Escuché por ahí que no se puede sentir infelicidad y gratitud a la vez. Tristeza y gratitud, si, pero no infelicidad. La gratitud es el ejercicio mental voluntario de buscar y reconocer lo lindo y bueno que está presente en nuestras vidas y experiencias. Es un ejercicio que produce un estado emocional placentero y de paz, nos motiva, desarrolla nuestra resiliencia, compasión, generosidad, optimismo. Cultivar una “actitud de gratitud” como hábito diario, nos hace menos dependientes de las condiciones externas para desarrollar un sentido interno de felicidad.
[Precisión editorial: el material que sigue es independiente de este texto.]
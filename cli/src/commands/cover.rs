use std::io::Write;

use anyhow::{Context, Result};
use hexpop::{generate_coverage, read_regions_from_geojson};

pub fn run(cli: &crate::cli::Cli, args: &crate::cli::CoverArgs) -> Result<()> {
    let options = super::options(cli, &args.input)?;
    options.validate()?;

    if options.verbose > 0 { eprintln!("[cover] reading regions from {}", args.input.regions.display()); }
    let regions = read_regions_from_geojson(&args.input.regions, args.input.id_property.as_deref())?;

    let coverage = generate_coverage(&regions, options.resolution)?;
    for skipped in &coverage.skipped {
        eprintln!("[cover] skipped {skipped}");
    }

    let mut ids: Vec<String> = coverage.cells.iter().map(|id| id.to_string()).collect();
    ids.sort_unstable();

    let mut text = ids.join("\n");
    if !text.is_empty() { text.push('\n') }
    match &args.output {
        Some(path) => {
            if options.verbose > 0 { eprintln!("[cover] writing {} cells to {}", ids.len(), path.display()); }
            std::fs::write(path, text)
                .with_context(|| format!("Failed to write cell list: {}", path.display()))?;
        }
        None => std::io::stdout().lock().write_all(text.as_bytes())?,
    }

    eprintln!("[cover] {} cells at resolution {} ({} regions skipped)", ids.len(), options.resolution, coverage.skipped.len());
    Ok(())
}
La realidad es un collage de experiencias beneficiosas, neutras y también dañinas. La naturaleza del agradecimiento, tiene que ver con apreciar lo dulce, sin negar lo amargo, con abrirse a los placeres disponibles, sin resistirse al dolor. Es sobre todo cuando estamos “tomados” por la pena, que se hace difícil apreciar lo bueno que también tenemos. Muere una persona que amamos, se aleja de nosotros alguien que nos acompañaba y alegraba los días, perdemos todo en un desastre natural o en un accidente, enfermamos de algo severo, alguien nos lastima o ante cualquier otra pérdida significativa, nuestro pensamiento encalla en el vacío y el cuerpo en el dolor. Es como si el amor se interrumpiera y al decir de Bernardo Ferrando, “el amor interrumpido se puede transformar en resentimiento”, que nos consume. La gratitud es el movimiento contrario, es el amor que no se interrumpe, ni por la presencia de situaciones adversas.
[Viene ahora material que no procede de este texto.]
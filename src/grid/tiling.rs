use std::collections::VecDeque;

use ahash::AHashSet;
use geo::{BoundingRect, InteriorPoint, Intersects, Polygon, Relate};
use h3o::{CellIndex, LatLng, Resolution};
use rayon::prelude::*;

use crate::error::{Error, SkippedRegion};
use crate::grid::{cell, Cell, CellId};
use crate::region::SourceRegion;

/// Result of tiling a set of regions.
#[derive(Debug, Clone, Default)]
pub struct Coverage {
    /// Every cell sharing interior area with at least one region.
    pub cells: AHashSet<CellId>,
    /// Regions whose geometry could not be tiled.
    pub skipped: Vec<SkippedRegion>,
}

/// Enumerate the cells at `resolution` that cover the given regions.
/// Multi-part regions are tiled part by part and the results unioned.
/// Regions with unusable geometry are skipped and listed in `Coverage::skipped`.
pub fn generate_coverage(regions: &[SourceRegion], resolution: u8) -> Result<Coverage, Error> {
    cover_regions(regions, resolution, true)
}

/// `generate_coverage`, with regions tiled on the rayon pool only when `parallel` is set.
pub(crate) fn cover_regions(regions: &[SourceRegion], resolution: u8, parallel: bool) -> Result<Coverage, Error> {
    let resolution = cell::resolution(resolution)?;
    if regions.is_empty() {
        return Err(Error::invalid("region set is empty"))
    }

    let tile = |region: &SourceRegion| -> Result<AHashSet<CellIndex>, SkippedRegion> {
        let mp = region.polygons()
            .map_err(|reason| SkippedRegion { id: region.id.clone(), reason })?;
        let mut cells = AHashSet::new();
        for part in mp.0.iter() {
            cover_polygon(part, resolution, &mut cells);
        }
        Ok(cells)
    };
    let per_region: Vec<Result<AHashSet<CellIndex>, SkippedRegion>> = if parallel {
        regions.par_iter().map(tile).collect()
    } else {
        regions.iter().map(tile).collect()
    };

    let mut coverage = Coverage::default();
    for result in per_region {
        match result {
            Ok(cells) => coverage.cells.extend(cells.into_iter().map(CellId::from)),
            Err(skipped) => coverage.skipped.push(skipped),
        }
    }

    Ok(coverage)
}

/// True when the polygons share interior area; boundary contact alone does not count.
fn overlaps(a: &Polygon<f64>, b: &Polygon<f64>) -> bool {
    let im = a.relate(b);
    im.is_intersects() && !im.is_touches()
}

/// Flood-fill the cells overlapping `polygon`, starting around its interior point.
fn cover_polygon(polygon: &Polygon<f64>, resolution: Resolution, out: &mut AHashSet<CellIndex>) {
    let (Some(point), Some(rect)) = (polygon.interior_point(), polygon.bounding_rect()) else { return };
    let Ok(seed) = LatLng::new(point.y(), point.x()) else { return };

    // The planar footprint of the seed cell can miss the point by a hair,
    // so the whole first ring is queued.
    let mut visited: AHashSet<CellIndex> = AHashSet::new();
    let mut queue: VecDeque<CellIndex> = VecDeque::new();
    for index in seed.to_cell(resolution).grid_disk::<Vec<_>>(1) {
        if visited.insert(index) { queue.push_back(index) }
    }

    while let Some(index) = queue.pop_front() {
        let cell = Cell::from_id(CellId::from(index));
        let hit = cell.footprints().any(|footprint| {
            footprint.bounding_rect().is_some_and(|bbox| bbox.intersects(&rect))
                && overlaps(polygon, footprint)
        });
        if !hit { continue }

        out.insert(index);
        for next in index.grid_disk::<Vec<_>>(1) {
            if visited.insert(next) { queue.push_back(next) }
        }
    }
}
Especialmente en esas circunstancias, es cuando mejor nos hace buscar las cosas por las que estamos agradecidos en este día, los regalos de la vida, desde lo más superficial hasta lo más profundo. Traer al pensamiento todo lo que me apoya y de lo que disfruto, es el mayor calmante del dolor emocional. Agradecer deliberadamente, esa es la práctica sugerida, hacer que busques y que recibas lo bueno.